* **Your task**
Repeat the data. Keep each line identical.

─── Records for this exercise ───

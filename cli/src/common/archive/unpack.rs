//! # Packrat Archive Reader Front-Ends (`common::archive::unpack`)
//!
//! File: cli/src/common/archive/unpack.rs
//!
//! ## Overview
//!
//! Entry points that open an archive file, layer the matching decompression
//! filter over it, and drive the extraction engine. `unpack_plain`,
//! `unpack_gzip` and `unpack_bzip2` differ only in that filter; `unpack` and
//! `unpack_with_options` take the codec from an `UnpackRequest`.
//!
//! Every front-end:
//! 1. fails with `NotFound` if the archive doesn't exist,
//! 2. fails with `NotADirectory` if the destination exists as something else,
//!    and creates it (with parents) if it's missing,
//! 3. decodes and extracts entries in stream order.
//!
//! A corrupt compressed stream surfaces as `Decode` on the first header read,
//! before any regular file is written.
//!
//! `list_entries` reuses the same decoding path to report an archive's
//! contents without touching the filesystem.
//!
use super::compression::Compression;
use super::entry::{ArchiveEntry, UnpackRequest};
use super::extract::{extract_archive, ExtractOptions, ExtractSummary};
use crate::common::fs::{io as fsio, probe};
use crate::core::error::{ArchiveError, ArchiveResult};
use std::fs::File;
use std::io::{BufReader, Read};
use std::path::Path;
use tracing::info;

/// Extracts an uncompressed tar archive into `dest_dir`.
pub fn unpack_plain(archive_path: &Path, dest_dir: &Path) -> ArchiveResult<()> {
    unpack(&UnpackRequest::new(archive_path, dest_dir, Compression::None))
}

/// Extracts a gzip-compressed tar archive into `dest_dir`.
pub fn unpack_gzip(archive_path: &Path, dest_dir: &Path) -> ArchiveResult<()> {
    unpack(&UnpackRequest::new(archive_path, dest_dir, Compression::Gzip))
}

/// Extracts a bzip2-compressed tar archive into `dest_dir`.
pub fn unpack_bzip2(archive_path: &Path, dest_dir: &Path) -> ArchiveResult<()> {
    unpack(&UnpackRequest::new(archive_path, dest_dir, Compression::Bzip2))
}

/// Extracts `request.archive_path` with default options.
pub fn unpack(request: &UnpackRequest) -> ArchiveResult<()> {
    unpack_with_options(request, &ExtractOptions::default()).map(|_| ())
}

/// Extracts `request.archive_path` and reports what was materialized.
pub fn unpack_with_options(
    request: &UnpackRequest,
    options: &ExtractOptions,
) -> ArchiveResult<ExtractSummary> {
    let archive_path = request.archive_path.as_path();
    let dest_dir = request.dest_dir.as_path();
    info!(
        "Unpacking {:?} ({}) into {:?}",
        archive_path, request.compression, dest_dir
    );

    let reader = open_decoded(archive_path, request.compression)?;
    fsio::ensure_dir_exists(dest_dir)?;

    let mut archive = tar::Archive::new(reader);
    extract_archive(&mut archive, dest_dir, options)
}

/// Decodes the headers of every entry without extracting anything.
pub fn list_entries(
    archive_path: &Path,
    compression: Compression,
) -> ArchiveResult<Vec<ArchiveEntry>> {
    let mut archive = tar::Archive::new(open_decoded(archive_path, compression)?);
    let entries = archive
        .entries()
        .map_err(|e| ArchiveError::decode("opening entry stream", e))?;

    let mut listed = Vec::new();
    for entry in entries {
        let entry = entry.map_err(|e| ArchiveError::decode("reading entry header", e))?;
        if ArchiveEntry::is_metadata_record(entry.header().entry_type()) {
            continue;
        }
        listed.push(ArchiveEntry::from_tar(&entry)?);
    }
    Ok(listed)
}

/// Opens `archive_path` and layers the decompression filter for `compression`.
fn open_decoded(archive_path: &Path, compression: Compression) -> ArchiveResult<Box<dyn Read>> {
    if !probe::exists(archive_path) {
        return Err(ArchiveError::NotFound {
            path: archive_path.to_path_buf(),
        });
    }
    let file = File::open(archive_path).map_err(|e| ArchiveError::io(archive_path, e))?;
    Ok(compression.wrap_reader(BufReader::new(file)))
}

───

* **Task result**
filename cli/src/common/archive/unpack.rs
//! # Packrat Archive Reader Front-Ends (`common::archive::unpack`)
//!
//! File: cli/src/common/archive/unpack.rs
//!
//! ## Overview
//!
//! Entry points that open an archive file, layer the matching decompression
//! filter over it, and drive the extraction engine. `unpack_plain`,
//! `unpack_gzip` and `unpack_bzip2` differ only in that filter; `unpack` and
//! `unpack_with_options` take the codec from an `UnpackRequest`.
//!
//! Every front-end:
//! 1. fails with `NotFound` if the archive doesn't exist,
//! 2. fails with `NotADirectory` if the destination exists as something else,
//!    and creates it (with parents) if it's missing,
//! 3. decodes and extracts entries in stream order.
//!
//! A corrupt compressed stream surfaces as `Decode` on the first header read,
//! before any regular file is written.
//!
//! `list_entries` reuses the same decoding path to report an archive's
//! contents without touching the filesystem.
//!
use super::compression::Compression;
use super::entry::{ArchiveEntry, UnpackRequest};
use super::extract::{extract_archive, ExtractOptions, ExtractSummary};
use crate::common::fs::{io as fsio, probe};
use crate::core::error::{ArchiveError, ArchiveResult};
use std::fs::File;
use std::io::{BufReader, Read};
use std::path::Path;
use tracing::info;

/// Extracts an uncompressed tar archive into `dest_dir`.
pub fn unpack_plain(archive_path: &Path, dest_dir: &Path) -> ArchiveResult<()> {
    unpack(&UnpackRequest::new(archive_path, dest_dir, Compression::None))
}

/// Extracts a gzip-compressed tar archive into `dest_dir`.
pub fn unpack_gzip(archive_path: &Path, dest_dir: &Path) -> ArchiveResult<()> {
    unpack(&UnpackRequest::new(archive_path, dest_dir, Compression::Gzip))
}

/// Extracts a bzip2-compressed tar archive into `dest_dir`.
pub fn unpack_bzip2(archive_path: &Path, dest_dir: &Path) -> ArchiveResult<()> {
    unpack(&UnpackRequest::new(archive_path, dest_dir, Compression::Bzip2))
}

/// Extracts `request.archive_path` with default options.
pub fn unpack(request: &UnpackRequest) -> ArchiveResult<()> {
    unpack_with_options(request, &ExtractOptions::default()).map(|_| ())
}

/// Extracts `request.archive_path` and reports what was materialized.
pub fn unpack_with_options(
    request: &UnpackRequest,
    options: &ExtractOptions,
) -> ArchiveResult<ExtractSummary> {
    let archive_path = request.archive_path.as_path();
    let dest_dir = request.dest_dir.as_path();
    info!(
        "Unpacking {:?} ({}) into {:?}",
        archive_path, request.compression, dest_dir
    );

    let reader = open_decoded(archive_path, request.compression)?;
    fsio::ensure_dir_exists(dest_dir)?;

    let mut archive = tar::Archive::new(reader);
    extract_archive(&mut archive, dest_dir, options)
}

/// Decodes the headers of every entry without extracting anything.
pub fn list_entries(
    archive_path: &Path,
    compression: Compression,
) -> ArchiveResult<Vec<ArchiveEntry>> {
    let mut archive = tar::Archive::new(open_decoded(archive_path, compression)?);
    let entries = archive
        .entries()
        .map_err(|e| ArchiveError::decode("opening entry stream", e))?;

    let mut listed = Vec::new();
    for entry in entries {
        let entry = entry.map_err(|e| ArchiveError::decode("reading entry header", e))?;
        if ArchiveEntry::is_metadata_record(entry.header().entry_type()) {
            continue;
        }
        listed.push(ArchiveEntry::from_tar(&entry)?);
    }
    Ok(listed)
}

/// Opens `archive_path` and layers the decompression filter for `compression`.
fn open_decoded(archive_path: &Path, compression: Compression) -> ArchiveResult<Box<dyn Read>> {
    if !probe::exists(archive_path) {
        return Err(ArchiveError::NotFound {
            path: archive_path.to_path_buf(),
        });
    }
    let file = File::open(archive_path).map_err(|e| ArchiveError::io(archive_path, e))?;
    Ok(compression.wrap_reader(BufReader::new(file)))
}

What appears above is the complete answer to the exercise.